(Reuters) – A judge is due to weigh a request on Monday by Baltimore prosecutors to vacate the murder conviction of Adnan Syed, whose case gained national attention when the podcast “Serial” raised doubts about his guilt.
Adnan Syed, 42, has always said he was innocent and did not kill his ex-girlfriend Hae Min Lee, who was 18 when she was strangled and buried in a Baltimore park in 1999.
The state’s attorney for Baltimore filed a motion to vacate the conviction on Wednesday following a year-long investigation conducted alongside a public defender representing Syed.
Prosecutors wrote that they were not asserting that Syed is innocent but that they no longer had confidence in “the integrity of the conviction,” and that justice required that Syed at least be afforded a new trial.
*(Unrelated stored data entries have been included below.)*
// Response DTOs for the admission API

use chrono::{DateTime, Utc};
use serde::{Deserialize, Serialize};
use utoipa::ToSchema;
use uuid::Uuid;

use crate::status::{ExecutionStatus, TaskStatus};

/// One workflow execution
#[derive(Debug, Clone, Serialize, Deserialize, ToSchema)]
pub struct ExecutionView {
    pub id: Uuid,
    pub workflow_id: Uuid,
    pub status: ExecutionStatus,
    /// Map of step id -> step result; set only on completed executions
    pub result: Option<serde_json::Value>,
    /// Set only on failed executions
    pub error: Option<String>,
    pub started_at: Option<DateTime<Utc>>,
    pub completed_at: Option<DateTime<Utc>>,
}

/// Execution row joined with its workflow name, for list endpoints
#[derive(Debug, Clone, Serialize, Deserialize, ToSchema)]
pub struct ExecutionSummary {
    pub id: Uuid,
    pub workflow_id: Uuid,
    pub workflow_name: String,
    pub status: ExecutionStatus,
    pub started_at: Option<DateTime<Utc>>,
    pub completed_at: Option<DateTime<Utc>>,
}

/// The record of one step's execution
#[derive(Debug, Clone, Serialize, Deserialize, ToSchema)]
pub struct TaskView {
    pub id: Uuid,
    pub execution_id: Uuid,
    pub step_id: String,
    pub plugin_id: String,
    pub action: String,
    pub status: TaskStatus,
    pub input: Option<serde_json::Value>,
    pub result: Option<serde_json::Value>,
    pub error: Option<String>,
    pub attempts: u32,
    pub started_at: Option<DateTime<Utc>>,
    pub completed_at: Option<DateTime<Utc>>,
}

/// One entry of an execution's append-only event log
#[derive(Debug, Clone, Serialize, Deserialize, ToSchema)]
pub struct EventView {
    pub id: i64,
    pub execution_id: Uuid,
    pub kind: String,
    pub data: serde_json::Value,
    pub timestamp: DateTime<Utc>,
}

/// Full status of one execution: the row plus its tasks and events
#[derive(Debug, Clone, Serialize, Deserialize, ToSchema)]
pub struct ExecutionDetail {
    pub execution: ExecutionView,
    pub tasks: Vec<TaskView>,
    pub events: Vec<EventView>,
}

/// Accepted submission
#[derive(Debug, Clone, Serialize, Deserialize, ToSchema)]
pub struct SubmitResponse {
    #[serde(rename = "executionId")]
    pub execution_id: Uuid,
    #[serde(rename = "workflowId")]
    pub workflow_id: Uuid,
}

/// Queue counters by row status
#[derive(Debug, Clone, Default, Serialize, Deserialize, ToSchema)]
pub struct QueueStatsView {
    pub pending: i64,
    pub processing: i64,
    pub completed: i64,
    pub failed: i64,
}

/// Aggregated counters for the stats endpoint
#[derive(Debug, Clone, Serialize, Deserialize, ToSchema)]
pub struct StatsView {
    pub queue: QueueStatsView,
    /// Execution counts grouped by status
    pub executions: std::collections::HashMap<String, i64>,
}

/// Aggregated health report
#[derive(Debug, Clone, Serialize, Deserialize, ToSchema)]
pub struct HealthView {
    pub status: String,
    pub store: bool,
    pub engine: bool,
    pub plugins: i64,
}
// Aggregated health route

use std::sync::Arc;

use axum::{extract::State, http::StatusCode, routing::get, Json, Router};
use conductor_contracts::HealthView;
use conductor_engine::WorkflowEngine;
use conductor_storage::Database;

/// App state
#[derive(Clone)]
pub struct AppState {
    pub db: Database,
    pub engine: Arc<WorkflowEngine>,
}

pub fn routes(state: AppState) -> Router {
    Router::new()
        .route("/api/health", get(get_health))
        .with_state(state)
}

/// GET /api/health - Store reachability + engine state + plugin count
#[utoipa::path(
    get,
    path = "/api/health",
    responses(
        (status = 200, description = "Everything healthy", body = HealthView),
        (status = 503, description = "Store unreachable or engine stopped", body = HealthView)
    ),
    tag = "health"
)]
pub async fn get_health(State(state): State<AppState>) -> (StatusCode, Json<HealthView>) {
    let store_ok = state.db.ping().await.is_ok();
    let engine_ok = state.engine.is_running();
    let plugins = if store_ok {
        state.db.count_plugins().await.unwrap_or(0)
    } else {
        0
    };

    let healthy = store_ok && engine_ok;
    let view = HealthView {
        status: if healthy { "ok" } else { "degraded" }.to_string(),
        store: store_ok,
        engine: engine_ok,
        plugins,
    };

    let code = if healthy {
        StatusCode::OK
    } else {
        StatusCode::SERVICE_UNAVAILABLE
    };
    (code, Json(view))
}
Syed should be released from prison, where he has spent two decades, while prosecutors complete the investigation and decide whether to seek a new trial.
Prosecutors told Judge Melissa M. Phinn of the Circuit Court in Baltimore that they had found new information about two alternative suspects, whom they have not named. They also found new information that cast doubt on the cellphone data prosecutors relied upon at trial to place Syed at the scene of the murder.
The podcast “Serial,” produced by Chicago public radio station WBEZ, drew national attention to the case in 2014.
Marilyn Mosby, the state’s attorney for Baltimore, in a statement said her office had spoken with Lee’s family and that “the person responsible for this heinous crime must be held accountable.”